▶ [What is being asked] What lines in the listing below hold the string "DraftError"? Please copy them out.
*** Material to process Section Begins ***
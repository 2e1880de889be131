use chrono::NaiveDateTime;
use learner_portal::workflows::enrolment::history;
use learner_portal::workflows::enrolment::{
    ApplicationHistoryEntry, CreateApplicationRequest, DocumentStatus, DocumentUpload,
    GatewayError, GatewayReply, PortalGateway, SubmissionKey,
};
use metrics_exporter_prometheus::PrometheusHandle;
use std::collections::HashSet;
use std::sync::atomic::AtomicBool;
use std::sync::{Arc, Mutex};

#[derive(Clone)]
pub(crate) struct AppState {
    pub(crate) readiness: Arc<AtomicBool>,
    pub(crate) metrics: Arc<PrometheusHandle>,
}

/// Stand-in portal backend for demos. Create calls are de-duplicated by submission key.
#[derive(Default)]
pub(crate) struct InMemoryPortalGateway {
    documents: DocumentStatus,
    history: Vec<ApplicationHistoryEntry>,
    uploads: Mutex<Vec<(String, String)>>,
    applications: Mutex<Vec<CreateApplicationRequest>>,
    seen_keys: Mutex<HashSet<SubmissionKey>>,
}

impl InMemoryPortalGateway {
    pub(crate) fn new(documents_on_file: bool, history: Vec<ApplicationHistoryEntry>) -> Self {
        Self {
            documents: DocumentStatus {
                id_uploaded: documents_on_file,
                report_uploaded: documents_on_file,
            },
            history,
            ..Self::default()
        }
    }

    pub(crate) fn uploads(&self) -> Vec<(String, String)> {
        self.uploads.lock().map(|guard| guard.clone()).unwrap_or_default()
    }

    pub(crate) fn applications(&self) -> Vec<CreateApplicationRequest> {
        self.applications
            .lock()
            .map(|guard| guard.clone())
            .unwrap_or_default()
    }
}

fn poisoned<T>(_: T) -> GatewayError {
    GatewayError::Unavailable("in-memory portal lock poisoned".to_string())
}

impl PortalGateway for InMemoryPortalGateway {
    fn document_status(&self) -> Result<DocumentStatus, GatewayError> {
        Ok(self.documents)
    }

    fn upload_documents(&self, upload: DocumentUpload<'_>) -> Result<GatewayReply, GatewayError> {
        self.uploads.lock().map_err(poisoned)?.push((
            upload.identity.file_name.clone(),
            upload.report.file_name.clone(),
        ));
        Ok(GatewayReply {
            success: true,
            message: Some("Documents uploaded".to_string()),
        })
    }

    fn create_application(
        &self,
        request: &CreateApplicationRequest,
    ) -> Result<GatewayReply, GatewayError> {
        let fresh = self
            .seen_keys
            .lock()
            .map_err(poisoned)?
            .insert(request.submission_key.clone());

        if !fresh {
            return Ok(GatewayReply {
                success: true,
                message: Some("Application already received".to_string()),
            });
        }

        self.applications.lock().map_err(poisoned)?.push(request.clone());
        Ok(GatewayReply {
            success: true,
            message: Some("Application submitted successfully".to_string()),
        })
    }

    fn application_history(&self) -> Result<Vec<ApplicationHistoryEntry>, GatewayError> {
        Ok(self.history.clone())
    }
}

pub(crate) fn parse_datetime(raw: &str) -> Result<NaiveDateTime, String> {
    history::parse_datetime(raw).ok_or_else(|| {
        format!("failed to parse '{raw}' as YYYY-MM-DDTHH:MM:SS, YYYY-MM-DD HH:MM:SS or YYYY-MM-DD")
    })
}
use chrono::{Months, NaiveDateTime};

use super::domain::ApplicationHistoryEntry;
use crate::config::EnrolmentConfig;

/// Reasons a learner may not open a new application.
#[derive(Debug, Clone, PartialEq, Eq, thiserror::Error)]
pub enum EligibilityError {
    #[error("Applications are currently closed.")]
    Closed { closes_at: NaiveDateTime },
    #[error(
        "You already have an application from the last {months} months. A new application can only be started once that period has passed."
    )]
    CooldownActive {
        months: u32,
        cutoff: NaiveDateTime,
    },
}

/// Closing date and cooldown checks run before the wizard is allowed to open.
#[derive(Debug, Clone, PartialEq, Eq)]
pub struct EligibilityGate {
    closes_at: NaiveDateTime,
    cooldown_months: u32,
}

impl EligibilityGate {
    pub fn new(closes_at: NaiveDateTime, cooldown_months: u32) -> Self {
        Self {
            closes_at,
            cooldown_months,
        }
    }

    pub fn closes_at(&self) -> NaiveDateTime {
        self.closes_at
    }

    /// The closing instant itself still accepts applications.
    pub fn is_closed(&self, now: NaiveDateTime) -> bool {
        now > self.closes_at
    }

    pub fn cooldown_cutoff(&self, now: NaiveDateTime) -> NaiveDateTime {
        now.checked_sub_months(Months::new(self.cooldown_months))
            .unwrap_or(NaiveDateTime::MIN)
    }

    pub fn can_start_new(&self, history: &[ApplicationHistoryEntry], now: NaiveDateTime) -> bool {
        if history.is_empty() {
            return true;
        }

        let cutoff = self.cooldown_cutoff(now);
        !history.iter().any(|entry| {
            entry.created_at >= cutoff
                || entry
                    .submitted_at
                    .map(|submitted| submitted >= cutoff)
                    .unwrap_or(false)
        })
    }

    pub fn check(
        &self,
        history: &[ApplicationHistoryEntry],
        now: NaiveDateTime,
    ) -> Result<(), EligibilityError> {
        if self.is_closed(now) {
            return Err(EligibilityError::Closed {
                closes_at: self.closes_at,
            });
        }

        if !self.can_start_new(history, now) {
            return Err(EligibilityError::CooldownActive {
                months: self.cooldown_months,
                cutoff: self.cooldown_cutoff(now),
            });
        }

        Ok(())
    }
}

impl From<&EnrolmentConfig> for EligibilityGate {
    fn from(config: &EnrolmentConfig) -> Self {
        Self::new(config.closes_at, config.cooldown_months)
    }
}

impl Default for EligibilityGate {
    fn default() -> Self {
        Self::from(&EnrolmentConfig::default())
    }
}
*** Material to process Section Ends ***
*** Material to process Section Begins ***
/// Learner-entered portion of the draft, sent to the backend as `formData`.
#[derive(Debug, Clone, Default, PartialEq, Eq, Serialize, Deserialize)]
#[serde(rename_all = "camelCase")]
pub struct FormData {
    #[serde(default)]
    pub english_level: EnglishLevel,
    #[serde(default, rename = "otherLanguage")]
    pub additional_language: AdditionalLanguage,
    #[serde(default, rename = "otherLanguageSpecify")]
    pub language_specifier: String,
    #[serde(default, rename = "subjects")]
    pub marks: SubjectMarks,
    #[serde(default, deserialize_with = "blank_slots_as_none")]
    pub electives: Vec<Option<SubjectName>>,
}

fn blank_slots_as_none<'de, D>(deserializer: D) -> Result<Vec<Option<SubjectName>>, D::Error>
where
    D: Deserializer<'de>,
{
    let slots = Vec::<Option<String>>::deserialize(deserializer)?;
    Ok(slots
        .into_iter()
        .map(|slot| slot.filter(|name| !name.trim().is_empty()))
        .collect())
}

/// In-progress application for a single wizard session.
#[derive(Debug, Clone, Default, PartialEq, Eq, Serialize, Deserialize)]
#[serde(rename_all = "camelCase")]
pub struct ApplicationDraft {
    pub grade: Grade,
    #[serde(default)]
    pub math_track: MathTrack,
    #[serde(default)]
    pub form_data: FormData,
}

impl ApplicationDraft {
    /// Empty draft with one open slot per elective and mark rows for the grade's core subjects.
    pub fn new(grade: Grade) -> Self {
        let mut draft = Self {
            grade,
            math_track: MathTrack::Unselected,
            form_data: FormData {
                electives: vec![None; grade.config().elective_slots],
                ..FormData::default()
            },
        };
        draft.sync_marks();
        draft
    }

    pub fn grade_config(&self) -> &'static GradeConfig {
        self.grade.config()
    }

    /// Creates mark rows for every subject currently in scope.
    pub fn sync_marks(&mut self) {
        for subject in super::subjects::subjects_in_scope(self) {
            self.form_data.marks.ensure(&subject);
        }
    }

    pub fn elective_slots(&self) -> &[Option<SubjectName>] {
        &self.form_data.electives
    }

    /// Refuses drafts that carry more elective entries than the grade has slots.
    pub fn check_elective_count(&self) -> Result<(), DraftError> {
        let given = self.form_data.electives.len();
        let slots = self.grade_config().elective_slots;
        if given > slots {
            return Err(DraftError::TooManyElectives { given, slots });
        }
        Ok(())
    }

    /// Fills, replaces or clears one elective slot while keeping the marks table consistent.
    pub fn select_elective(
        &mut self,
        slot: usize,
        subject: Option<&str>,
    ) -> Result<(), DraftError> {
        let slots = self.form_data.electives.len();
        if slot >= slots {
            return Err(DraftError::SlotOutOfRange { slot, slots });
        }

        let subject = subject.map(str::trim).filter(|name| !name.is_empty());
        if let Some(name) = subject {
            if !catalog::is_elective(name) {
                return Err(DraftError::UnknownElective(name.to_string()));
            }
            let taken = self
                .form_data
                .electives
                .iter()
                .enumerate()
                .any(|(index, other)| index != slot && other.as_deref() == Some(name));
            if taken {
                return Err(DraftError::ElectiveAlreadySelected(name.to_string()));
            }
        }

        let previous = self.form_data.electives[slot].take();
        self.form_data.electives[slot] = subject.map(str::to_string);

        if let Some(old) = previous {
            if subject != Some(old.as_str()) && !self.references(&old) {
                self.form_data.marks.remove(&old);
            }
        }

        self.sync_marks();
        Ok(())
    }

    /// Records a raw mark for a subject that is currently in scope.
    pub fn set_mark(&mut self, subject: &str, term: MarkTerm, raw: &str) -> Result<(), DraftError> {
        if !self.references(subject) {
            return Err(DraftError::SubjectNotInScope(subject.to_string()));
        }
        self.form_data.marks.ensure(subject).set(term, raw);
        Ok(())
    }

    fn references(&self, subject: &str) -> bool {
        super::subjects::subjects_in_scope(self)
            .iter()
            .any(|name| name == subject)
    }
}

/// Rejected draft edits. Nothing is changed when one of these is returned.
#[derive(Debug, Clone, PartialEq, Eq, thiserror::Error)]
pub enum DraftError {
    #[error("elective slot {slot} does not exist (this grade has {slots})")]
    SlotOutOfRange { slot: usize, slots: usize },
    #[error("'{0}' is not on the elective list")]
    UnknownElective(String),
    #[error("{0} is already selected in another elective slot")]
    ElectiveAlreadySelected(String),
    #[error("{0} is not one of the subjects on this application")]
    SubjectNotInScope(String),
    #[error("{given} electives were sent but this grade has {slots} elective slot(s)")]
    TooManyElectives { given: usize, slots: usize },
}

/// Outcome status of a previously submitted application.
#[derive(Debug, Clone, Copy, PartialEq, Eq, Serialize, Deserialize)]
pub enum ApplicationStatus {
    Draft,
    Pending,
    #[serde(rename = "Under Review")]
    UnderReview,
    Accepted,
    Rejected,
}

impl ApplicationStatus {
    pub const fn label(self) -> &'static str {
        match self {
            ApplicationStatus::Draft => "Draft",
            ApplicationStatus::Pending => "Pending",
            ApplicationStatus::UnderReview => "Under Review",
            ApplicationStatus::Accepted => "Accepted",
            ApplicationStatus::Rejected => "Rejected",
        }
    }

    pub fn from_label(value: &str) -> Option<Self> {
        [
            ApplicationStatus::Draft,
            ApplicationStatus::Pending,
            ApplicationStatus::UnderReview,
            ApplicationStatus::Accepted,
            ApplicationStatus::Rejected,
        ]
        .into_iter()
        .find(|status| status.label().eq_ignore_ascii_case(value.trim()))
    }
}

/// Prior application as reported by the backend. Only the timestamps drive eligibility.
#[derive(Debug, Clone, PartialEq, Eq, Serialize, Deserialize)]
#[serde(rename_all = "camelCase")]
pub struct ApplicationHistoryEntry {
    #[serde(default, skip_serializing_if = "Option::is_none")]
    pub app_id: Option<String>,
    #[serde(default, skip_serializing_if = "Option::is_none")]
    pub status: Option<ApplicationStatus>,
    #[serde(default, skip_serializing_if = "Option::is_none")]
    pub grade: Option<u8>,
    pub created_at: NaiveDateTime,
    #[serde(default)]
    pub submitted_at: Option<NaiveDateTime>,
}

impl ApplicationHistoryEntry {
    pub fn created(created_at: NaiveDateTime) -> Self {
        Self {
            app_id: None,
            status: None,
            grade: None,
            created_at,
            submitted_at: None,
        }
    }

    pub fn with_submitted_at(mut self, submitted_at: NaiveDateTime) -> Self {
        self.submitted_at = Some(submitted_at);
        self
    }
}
*** Material to process Section Ends ***
▶ [Response to the task]
    pub fn check_elective_count(&self) -> Result<(), DraftError> {
            return Err(DraftError::TooManyElectives { given, slots });
    ) -> Result<(), DraftError> {
            return Err(DraftError::SlotOutOfRange { slot, slots });
                return Err(DraftError::UnknownElective(name.to_string()));
                return Err(DraftError::ElectiveAlreadySelected(name.to_string()));
    pub fn set_mark(&mut self, subject: &str, term: MarkTerm, raw: &str) -> Result<(), DraftError> {
            return Err(DraftError::SubjectNotInScope(subject.to_string()));
pub enum DraftError {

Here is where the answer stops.